Mobile Enterprise Adoption News – Summary:
- Blackberry isn’t dead…yet
- RIM fights BYOD – Bring Your Own Device
- Announces Blackberry 10
Michael Endler | January 23, 2013 10:15 AM
Gearing up for the January 30 launch of BlackBerry 10, RIM on Wednesday announced that BlackBerry Enterprise Service 10, the newest iteration of the company’s mobility management platform, is available for download.
Once synonymous with enterprise mobility, the company has seen its market share erode as consumerization and BYOD trends have propelled Android and iOS to the front of the pack. RIM consequently has a lot riding on the new releases, including, as CEO Thorsten Heins implied recently, its future in hardware.

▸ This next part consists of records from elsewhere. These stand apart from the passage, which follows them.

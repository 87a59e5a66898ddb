//! OpenAI-compatible completion service.

use async_trait::async_trait;
use serde::Serialize;
use tokio_util::sync::CancellationToken;

use crate::config::Config;
use crate::error::{AgentError, Result};

use super::{ChatMessage, CompletionClient, StructuredResponse};

/// System instruction sent with every completion request.
const SYSTEM_INSTRUCTION: &str = "You are a helpful enterprise research assistant.";

#[derive(Debug, Serialize)]
struct CompletionRequest<'a> {
    messages: &'a [ChatMessage],
}

/// Completion service for OpenAI-compatible chat endpoints.
///
/// Sends `POST {base_url}/openai/chat/completions` with a fixed system
/// instruction plus the caller's prompt, and returns the response body
/// without parsing it. Non-success statuses surface as
/// [`AgentError::Upstream`] rather than as a payload.
pub struct OpenAiService {
    http_client: reqwest::Client,
    config: Config,
}

impl OpenAiService {
    /// Create a service around an existing HTTP client.
    ///
    /// The client is a shared transport: build it once, clone it into every
    /// service that needs it (`reqwest::Client` clones are cheap handles).
    pub fn new(http_client: reqwest::Client, config: Config) -> Self {
        Self {
            http_client,
            config,
        }
    }

    /// Create a service with a default HTTP client.
    pub fn from_config(config: Config) -> Result<Self> {
        let http_client = reqwest::Client::builder().build()?;
        Ok(Self::new(http_client, config))
    }

    fn completions_url(&self) -> String {
        format!(
            "{}/openai/chat/completions",
            self.config.base_url.trim_end_matches('/')
        )
    }
}

#[async_trait]
impl CompletionClient for OpenAiService {
    async fn get_structured_response(
        &self,
        prompt: &str,
        cancel: &CancellationToken,
    ) -> Result<StructuredResponse> {
        let messages = [
            ChatMessage::system(SYSTEM_INSTRUCTION),
            ChatMessage::user(prompt),
        ];

        let url = self.completions_url();
        let mut request = self
            .http_client
            .post(&url)
            .json(&CompletionRequest {
                messages: &messages,
            })
            .timeout(self.config.timeout);

        if let Some(api_key) = &self.config.api_key {
            request = request.header("Authorization", format!("Bearer {}", api_key));
        }

        tracing::debug!(url = %url, "Sending completion request");

        let response = tokio::select! {
            _ = cancel.cancelled() => return Err(AgentError::Cancelled),
            response = request.send() => response?,
        };

        let status = response.status();
        let body = tokio::select! {
            _ = cancel.cancelled() => return Err(AgentError::Cancelled),
            body = response.text() => body?,
        };

        if !status.is_success() {
            tracing::warn!(
                status = status.as_u16(),
                "Completion endpoint returned an error"
            );
            return Err(AgentError::Upstream {
                status: status.as_u16(),
                body,
            });
        }

        Ok(StructuredResponse { raw: body })
    }
}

BlackBerry Enterprise Service 10 preserves much of the management control offered in RIM’s now-retired Mobile Fusion platform, last updated in September. It also adds new capabilities for BlackBerry 10 and, with support for iOS and Android, refines its tools for wrangling the multi-OS environments many businesses and institutions have come to embrace. The product provides a single, Web-based console that offers IT administrators the expected spectrum of management tools, including remote wipe and lock capabilities, the ability to push over-the-air updates to the workforce, granular user identity controls and an employee self-service portal for easier provisioning.
BlackBerry Enterprise Service 10 also integrates two flashier features: BlackBerry World for Work, RIM’s new corporate app storefront, and BlackBerry Balance, which allows IT to control the corporate data on a device without interfering with the user’s personal content. Both features are desirable, particularly the latter, which many security professionals consider an ideal approach for handling enterprise data on employee-owned devices.
The new capabilities will only function on BlackBerry 10 devices, though, making it unclear if the product will help RIM expand, or merely maintain, its current reach. At a high level, many of the controls offered in BlackBerry Enterprise Service 10 are considered standard features. BlackBerry maintains a substantial roster of clients in highly regulated industries, many of which will likely see the new software as a welcome improvement. The question facing RIM is whether companies that are invested in multiple OSes, or that have already deployed competing management products, will feel persuaded to switch.
In an interview, Jeff Holleran, RIM’s senior director of enterprise product management, said that BlackBerry Enterprise Service 10 should appeal to enterprises of all kinds, regardless of their respective device policies. “The number one thing we hear from enterprises is they want a product that provides a single point of management across all mobile devices, and they want it from a trusted vendor,” he said, adding that his company’s mature customer support resources help it to stand out from the pack.
He noted that 1,600 enterprise and government customers have already signed up for a BlackBerry 10 readiness program, and that BlackBerry Enterprise Service 10 received the highest test scores RIM has ever seen during a beta period. “There’s lots of excitement from customers,” Holleran said, noting that ease of use, software quality and BlackBerry Balance were among the factors driving the superlative beta response.
Still, if BlackBerry 10 — and by extension, BlackBerry Enterprise Service 10 — is to make gains, it will need to generate excitement not only from corporate buyers but also from average employees. It’s almost a given that RIM, given its pedigree, will offer tools that cater to IT administrators and provide security. But thanks to BYOD, IT preferences don’t necessarily rule the day. BlackBerry 10 has enjoyed some favorable buzz, but, as InformationWeek detailed earlier this month, many companies have dropped RIM products from their mobility programs, analysts don’t see the company returning to prominence, and developers are unenthusiastic about developing for the new platform.
Citing a desire not to “pre-announce” features ahead of the new OS’s January 30 launch, Holleran declined to comment specifically about how BlackBerry 10 will gain the loyalty of end users that currently use other, more consumer-oriented devices. He said the new hardware will be compelling, though, and that it will offer an “empowering” experience to administrators and average employees alike.